Open ernestum opened 5 years ago

ernestum commented 5 years ago

With modern embedded compilers being able to translate C++ the rule saying embedded -> use C89 is not as strict any more. Therefore it is time to rethink what usage scenarios we would like to support and what scenarios we decide to ignore. I recorded the current state below with some comments on what scenarios we might like to support and what scenarios we might like to drop (to save work).

Even if the result of this discussion is just "we leave it like this", it belongs to the documentation so potential users can quickly asses if they want to use ZCM for their software project.

Possible scenarios:

API target transport type currently supported support needed
C89 embedded blocking no only with RTOS
C89 embedded non-blocking yes yes
C89 PC blocking yes (internally uses C++) ? (why if C++ support is needed anyways to compile)
C89 PC non-blocking yes yes
C++ embedded blocking no only with RTOS
C++ embedded non-blocking yes yes
C++ PC blocking yes yes
C++ PC non-blocking yes yes

I would love to hear your opinions!

olsoni commented 5 years ago

Agreed, a clear document like this is a great idea.
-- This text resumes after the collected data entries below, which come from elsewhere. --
use chrono::{DateTime, Utc};
use sqlx::PgPool;
use tracing::instrument;
use uuid::Uuid;

use crate::config::jwt::JwtConfig;
use crate::utils::email::EmailService;
use crate::utils::errors::AppError;
use crate::utils::jwt::create_token;
use crate::utils::password::{hash_password, verify_password};

use super::model::{LoginRequest, LoginResponse, RegisterRequestDto, User};

/// bcrypt hash of a throwaway string. Login verifies against this when the
/// email is unknown, so both 401 paths burn a comparable amount of time.
const DUMMY_HASH: &str = "$2a$12$R9h/cIPz0gi.URNNX3kh2OPST9/PgBkqquzi.Ss7KIUgO2t0jWMUW";

pub struct AuthService;

impl AuthService {
    #[instrument(skip(db, dto, email_service), fields(email = %dto.email))]
    pub async fn register_user(
        db: &PgPool,
        dto: RegisterRequestDto,
        email_service: EmailService,
    ) -> Result<User, AppError> {
        let email = dto.email.trim().to_lowercase();

        let already_taken =
            sqlx::query_scalar::<_, bool>("SELECT EXISTS (SELECT 1 FROM users WHERE email = $1)")
                .bind(&email)
                .fetch_one(db)
                .await?;

        if already_taken {
            return Err(AppError::conflict(anyhow::anyhow!(
                "Email already registered"
            )));
        }

        let password = dto.password;
        let password_hash = tokio::task::spawn_blocking(move || hash_password(&password))
            .await
            .map_err(|e| AppError::internal(anyhow::anyhow!("Hashing task failed: {}", e)))??;

        let user = sqlx::query_as::<_, User>(
            "INSERT INTO users (email, password_hash, name)
             VALUES ($1, $2, $3)
             RETURNING id, email, name, is_admin, created_at",
        )
        .bind(&email)
        .bind(&password_hash)
        .bind(&dto.name)
        .fetch_one(db)
        .await
        .map_err(|e| {
            // Two concurrent registrations can both pass the pre-check; the
            // unique constraint decides the winner.
            if let sqlx::Error::Database(db_err) = &e
                && db_err.is_unique_violation()
            {
                return AppError::conflict(anyhow::anyhow!("Email already registered"));
            }
            AppError::from(e)
        })?;

        // Best effort: a failed welcome mail never fails the registration.
        let to_email = user.email.clone();
        let to_name = user.name.clone();
        tokio::spawn(async move {
            if let Err(e) = email_service.send_welcome_email(&to_email, &to_name).await {
                tracing::warn!(email = %to_email, error = %e.error, "Failed to send welcome email");
            }
        });

        Ok(user)
    }

    #[instrument(skip(db, dto, jwt_config), fields(email = %dto.email))]
    pub async fn login_user(
        db: &PgPool,
        dto: LoginRequest,
        jwt_config: &JwtConfig,
    ) -> Result<LoginResponse, AppError> {
        #[derive(sqlx::FromRow)]
        struct UserWithPassword {
            id: Uuid,
            email: String,
            name: String,
            is_admin: bool,
            created_at: DateTime<Utc>,
            password_hash: String,
        }

        let email = dto.email.trim().to_lowercase();

        let row = sqlx::query_as::<_, UserWithPassword>(
            "SELECT id, email, name, is_admin, created_at, password_hash
             FROM users WHERE email = $1",
        )
        .bind(&email)
        .fetch_optional(db)
        .await?;

        let Some(row) = row else {
            let password = dto.password;
            let _ =
                tokio::task::spawn_blocking(move || verify_password(&password, DUMMY_HASH)).await;
            return Err(invalid_credentials());
        };

        let password = dto.password;
        let stored_hash = row.password_hash.clone();
        let is_valid =
            tokio::task::spawn_blocking(move || verify_password(&password, &stored_hash))
                .await
                .map_err(|e| {
                    AppError::internal(anyhow::anyhow!("Verification task failed: {}", e))
                })??;

        if !is_valid {
            return Err(invalid_credentials());
        }

        let access_token = create_token(row.id, &row.email, &row.name, row.is_admin, jwt_config)?;

        Ok(LoginResponse {
            access_token,
            user: User {
                id: row.id,
                email: row.email,
                name: row.name,
                is_admin: row.is_admin,
                created_at: row.created_at,
            },
        })
    }
}

/// Unknown email and wrong password both resolve here, with one shape, so
/// the API does not permit account enumeration.
fn invalid_credentials() -> AppError {
    AppError::unauthorized(anyhow::anyhow!("Invalid email or password"))
}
Couple of points on your proposed list :

I believe the thought behind originally doing the C89 PC support (using internal C++) was that even if someone wanted to use the C89 API, it was very unlikely that they would be unable to compile the C++ internals for their system. The main reason we saw for wanting the C89 api anyway was for ease of generating bindings in other languages. I'm not opposed to reexamining that assumption, but that was where we were coming from, especially if you see some distinct use cases where it would make a difference.

C++ embedded is actually supported for nonblocking use cases. We currently use it on a TIVA microprocessor, that's where the TIVA transport options came from in the third-party transports sub-repo.

ernestum commented 5 years ago

I see so you just initialize the zcm member variable "by hand" without a constructor? When you use the C++ interface on embedded?

olsoni commented 5 years ago

Not quite, we just use the transport pointer constructor:

zcmUsb = new zcm::ZCM(zcm_trans_tiva_usb_create(...));
jbendes commented 5 years ago

so here's the bit of a tricky thing, zcm currently supports all of these use cases. The ZCM_EMBEDDED was simply intended to be a switch saying use only C89 compliant code and minimize dynamic memory usage. We can rename that #define, but the goal of it was never to tell developers that they cant use the blocking transport on embedded systems. I really like your chart and think it would be a great idea to add that to the documentation, but I would change it to be examples in the final column of how people would use it. Thoughts?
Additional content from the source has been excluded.